He smiles mischievously, his alert brown eyes look to the left. His wavy brown shoulder length hair is neatly parted. Over his black coat he wears a big, white rectangular collar. In his right hand he shows the viewer a round medallion with the family emblem, the bear. Cornelius Berenberg is the first in the family line that we have a portrait of. At the turn of the 18th century, getting one’s portrait done in oil was a rare luxury. It showed that one was an important and wealthy individual.
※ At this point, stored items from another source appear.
mod analysis;
mod error;
mod mailmap;

use std::net::SocketAddr;
use std::sync::Arc;

use authormap_common::types::ServiceInfo;
use authormap_config::{init_tracing, AppConfig};
use authormap_matching::MatchingConfig;
use axum::{
    extract::State,
    http::{header, HeaderValue, Method, StatusCode},
    response::IntoResponse,
    routing::get,
    Json, Router,
};
use chrono::Utc;
use tower_http::cors::CorsLayer;

#[derive(Clone)]
pub struct AppState {
    pub config: Arc<AppConfig>,
    pub matching: Arc<MatchingConfig>,
    pub service: Arc<ServiceInfo>,
}

impl AppState {
    pub fn new(config: AppConfig) -> Self {
        let matching = MatchingConfig::with_min_confidence(config.min_confidence);
        Self {
            config: Arc::new(config),
            matching: Arc::new(matching),
            service: Arc::new(ServiceInfo::new("authormap-api")),
        }
    }
}

async fn health() -> Json<serde_json::Value> {
    Json(serde_json::json!({ "status": "ok" }))
}

async fn info(State(state): State<AppState>) -> Json<serde_json::Value> {
    let service = &state.service;
    Json(serde_json::json!({
        "name": service.name,
        "version": service.version,
        "instance_id": service.instance_id,
        "started_at": service.started_at,
        "uptime_secs": service.uptime_secs(Utc::now()),
    }))
}

async fn metrics() -> impl IntoResponse {
    let body = format!(
        "\
# HELP authormap_up Service up indicator\n\
# TYPE authormap_up gauge\n\
authormap_up 1\n\
# HELP authormap_info Service info\n\
# TYPE authormap_info gauge\n\
authormap_info{{service=\"authormap-api\",version=\"{}\"}} 1\n",
        env!("CARGO_PKG_VERSION")
    );

    (
        StatusCode::OK,
        [(
            header::CONTENT_TYPE,
            "text/plain; version=0.0.4; charset=utf-8",
        )],
        body,
    )
}

fn build_router(state: AppState) -> Router {
    let cors = CorsLayer::new()
        .allow_origin([
            HeaderValue::from_static("http://localhost:3000"),
            HeaderValue::from_static("http://127.0.0.1:3000"),
        ])
        .allow_methods([Method::GET, Method::POST])
        .allow_headers([header::CONTENT_TYPE, header::AUTHORIZATION]);

    Router::new()
        .route("/health", get(health))
        .route("/info", get(info))
        .route("/metrics", get(metrics))
        .merge(analysis::router())
        .merge(mailmap::router())
        .layer(cors)
        .with_state(state)
}

#[tokio::main]
async fn main() -> anyhow::Result<()> {
    let config = AppConfig::from_env()?;
    init_tracing(&config.log_level);
    tracing::info!(service = "authormap-api", "starting");

    let addr: SocketAddr = config.bind_addr().parse()?;
    let app = build_router(AppState::new(config));

    tracing::info!(%addr, "listening");
    let listener = tokio::net::TcpListener::bind(addr).await?;
    axum::serve(listener, app).await?;
    Ok(())
}

#[cfg(test)]
mod tests {
    use super::*;
    use axum::body::Body;
    use axum::http::Request;
    use tower::ServiceExt;

    fn test_state() -> AppState {
        AppState::new(AppConfig::default())
    }

    async fn read_body(resp: axum::http::Response<Body>) -> serde_json::Value {
        let bytes = axum::body::to_bytes(resp.into_body(), usize::MAX)
            .await
            .unwrap();
        serde_json::from_slice(&bytes).unwrap()
    }

    async fn read_body_string(resp: axum::http::Response<Body>) -> String {
        let bytes = axum::body::to_bytes(resp.into_body(), usize::MAX)
            .await
            .unwrap();
        String::from_utf8(bytes.to_vec()).unwrap()
    }

    fn post_json(uri: &str, body: serde_json::Value) -> Request<Body> {
        Request::post(uri)
            .header(header::CONTENT_TYPE, "application/json")
            .body(Body::from(body.to_string()))
            .unwrap()
    }

    // ── Health / Info ───────────────────────────────────────────────

    #[tokio::test]
    async fn health_returns_ok() {
        let app = build_router(test_state());
        let resp = app
            .oneshot(Request::get("/health").body(Body::empty()).unwrap())
            .await
            .unwrap();
        assert_eq!(resp.status(), StatusCode::OK);
        assert_eq!(read_body(resp).await["status"], "ok");
    }

    #[tokio::test]
    async fn info_returns_service_name() {
        let app = build_router(test_state());
        let resp = app
            .oneshot(Request::get("/info").body(Body::empty()).unwrap())
            .await
            .unwrap();
        assert_eq!(resp.status(), StatusCode::OK);
        let json = read_body(resp).await;
        assert_eq!(json["name"], "authormap-api");
        assert!(json["uptime_secs"].as_i64().unwrap() >= 0);
    }

    #[tokio::test]
    async fn info_instance_id_stable_across_requests() {
        let state = test_state();
        let first = build_router(state.clone())
            .oneshot(Request::get("/info").body(Body::empty()).unwrap())
            .await
            .unwrap();
        let second = build_router(state)
            .oneshot(Request::get("/info").body(Body::empty()).unwrap())
            .await
            .unwrap();
        assert_eq!(
            read_body(first).await["instance_id"],
            read_body(second).await["instance_id"]
        );
    }

    #[tokio::test]
    async fn metrics_returns_prometheus_format() {
        let app = build_router(test_state());
        let resp = app
            .oneshot(Request::get("/metrics").body(Body::empty()).unwrap())
            .await
            .unwrap();
        assert_eq!(resp.status(), StatusCode::OK);
        let body = read_body_string(resp).await;
        assert!(body.contains("authormap_up 1"));
    }

    // ── POST /analyze ───────────────────────────────────────────────

    #[tokio::test]
    async fn analyze_clusters_shared_email() {
        let app = build_router(test_state());
        let body = serde_json::json!({
            "identities": [
                { "name": "Jane Roe", "email": "jane@corp.com", "commits": 40 },
                { "name": "Jane", "email": "JANE@corp.com", "commits": 3 },
                { "name": "Bob Stone", "email": "bob@other.org", "commits": 7 }
            ],
            "comments": false
        });
        let resp = app.oneshot(post_json("/analyze", body)).await.unwrap();
        assert_eq!(resp.status(), StatusCode::OK);

        let json = read_body(resp).await;
        assert_eq!(json["clusters"].as_array().unwrap().len(), 1);
        assert_eq!(json["clusters"][0]["reason"], "exact-email");
        assert_eq!(json["clusters"][0]["canonical"]["name"], "Jane Roe");
        assert_eq!(
            json["mailmap"],
            "Jane Roe <jane@corp.com> Jane <JANE@corp.com>\n"
        );
        assert_eq!(json["stats"]["aliases_consolidated"], 1);
        assert_eq!(json["stats"]["authors_after"], 2);
        assert_eq!(json["analysis"]["total_identities"], 3);
    }

    #[tokio::test]
    async fn analyze_applies_existing_mailmap_first() {
        let app = build_router(test_state());
        let body = serde_json::json!({
            "identities": [
                { "name": "Jane Roe", "email": "jane@corp.com", "commits": 40 },
                { "name": "jr", "email": "jr@home.net", "commits": 3 }
            ],
            "mailmap": "Jane Roe <jane@corp.com> <jr@home.net>\n"
        });
        let resp = app.oneshot(post_json("/analyze", body)).await.unwrap();
        assert_eq!(resp.status(), StatusCode::OK);

        let json = read_body(resp).await;
        assert_eq!(json["analysis"]["total_identities"], 1);
        assert_eq!(json["analysis"]["total_commits"], 43);
        assert!(json["clusters"].as_array().unwrap().is_empty());
        assert_eq!(json["mailmap"], "");
    }

    #[tokio::test]
    async fn analyze_rejects_bad_confidence() {
        let app = build_router(test_state());
        let body = serde_json::json!({ "identities": [], "min_confidence": 1.5 });
        let resp = app.oneshot(post_json("/analyze", body)).await.unwrap();
        assert_eq!(resp.status(), StatusCode::BAD_REQUEST);
        let json = read_body(resp).await;
        assert!(json["error"].as_str().unwrap().contains("min_confidence"));
    }

    #[tokio::test]
    async fn analyze_rejects_bad_mailmap() {
        let app = build_router(test_state());
        let body = serde_json::json!({ "identities": [], "mailmap": "no email here" });
        let resp = app.oneshot(post_json("/analyze", body)).await.unwrap();
        assert_eq!(resp.status(), StatusCode::BAD_REQUEST);
    }

    #[tokio::test]
    async fn analyze_empty_input() {
        let app = build_router(test_state());
        let body = serde_json::json!({ "identities": [] });
        let resp = app.oneshot(post_json("/analyze", body)).await.unwrap();
        assert_eq!(resp.status(), StatusCode::OK);
        let json = read_body(resp).await;
        assert_eq!(json["stats"]["reduction_percent"], 0);
        assert_eq!(json["summary"], "");
    }

    // ── POST /canonical ─────────────────────────────────────────────

    #[tokio::test]
    async fn canonical_prefers_real_address() {
        let app = build_router(test_state());
        let body = serde_json::json!({
            "identities": [
                { "name": "John", "email": "9+john@users.noreply.github.com", "commits": 100 },
                { "name": "John Doe", "email": "john@example.com", "commits": 50 }
            ]
        });
        let resp = app.oneshot(post_json("/canonical", body)).await.unwrap();
        assert_eq!(resp.status(), StatusCode::OK);
        assert_eq!(read_body(resp).await["email"], "john@example.com");
    }

    #[tokio::test]
    async fn canonical_empty_returns_400() {
        let app = build_router(test_state());
        let body = serde_json::json!({ "identities": [] });
        let resp = app.oneshot(post_json("/canonical", body)).await.unwrap();
        assert_eq!(resp.status(), StatusCode::BAD_REQUEST);
    }

    // ── POST /mailmap/* ─────────────────────────────────────────────

    #[tokio::test]
    async fn mailmap_parse_lists_entries() {
        let app = build_router(test_state());
        let body = serde_json::json!({
            "text": "# comment\nJane Roe <jane@corp.com> jr <jr@home.net>\nBob <bob@corp.com>\n"
        });
        let resp = app.oneshot(post_json("/mailmap/parse", body)).await.unwrap();
        assert_eq!(resp.status(), StatusCode::OK);

        let json = read_body(resp).await;
        assert_eq!(json["count"], 2);
        assert_eq!(json["entries"][0]["key"], "jr|jr@home.net");
        assert_eq!(json["entries"][1]["key"], "|bob@corp.com");
    }

    #[tokio::test]
    async fn mailmap_parse_error_returns_400() {
        let app = build_router(test_state());
        let body = serde_json::json!({ "text": "Jane <jane@corp.com\n" });
        let resp = app.oneshot(post_json("/mailmap/parse", body)).await.unwrap();
        assert_eq!(resp.status(), StatusCode::BAD_REQUEST);
        let json = read_body(resp).await;
        assert!(json["error"].as_str().unwrap().contains("line 1"));
    }

    #[tokio::test]
    async fn mailmap_apply_merges() {
        let app = build_router(test_state());
        let body = serde_json::json!({
            "text": "Jane Roe <jane@corp.com> <jr@home.net>",
            "identities": [
                { "name": "jr", "email": "jr@home.net", "commits": 2 },
                { "name": "Jane Roe", "email": "jane@corp.com", "commits": 5 }
            ]
        });
        let resp = app.oneshot(post_json("/mailmap/apply", body)).await.unwrap();
        assert_eq!(resp.status(), StatusCode::OK);

        let json = read_body(resp).await;
        assert_eq!(json["count"], 1);
        assert_eq!(json["identities"][0]["commits"], 7);
    }
}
Born in Hamburg in 1634, Cornelius was just 6 years old when his father Hans Berenberg Jr. died in 1640. Cornelius left school and started to work in the family company, which was led by his other brothers Rudolf and Johann and his uncle Andreas. Young Cornelius soon proved himself a far-sighted, daring merchant and a man of character who opened up new horizons for the Berenberg company. His sense of tradition was paired with a true Hanseatic outlook, as the third generation of his family to be merchants in Hamburg. His grandfather Hans and his brother Paul had come to Hamburg towards the end of the 16th century from Holland, as did other families later to become city leaders like the Amsincks, Verpoortens and Groenedals. The Berenbergs opened a trading company in 1590.
Thanks to good contacts throughout Europe the brothers enjoyed success dealing in cloth, grain, spices and salt. Within a few years their trading house had grown to one of the city’s highest-earning companies. Even in the murderous turmoil of the 30 Years’ War, through skilful diplomacy Hamburg remained neutral to the benefit of its merchants. The Berenbergs tripled their revenues. The first two generations of Berenbergs had thought of themselves as Dutchmen in Hamburg, but Cornelius was the first who considered himself entirely a native of Hamburg. For him, the family history had started with the founding of the company in 1590, and he wanted to demonstrate his Hanseatic consciousness to the world.
On 20 June 1684 he was the first Berenberg to take the Hamburg oath of citizenship. From now on, his descendants would be able to hold public office, as the City of Hamburg permitted its new citizens to hold office if they were of means and owned an inherited house.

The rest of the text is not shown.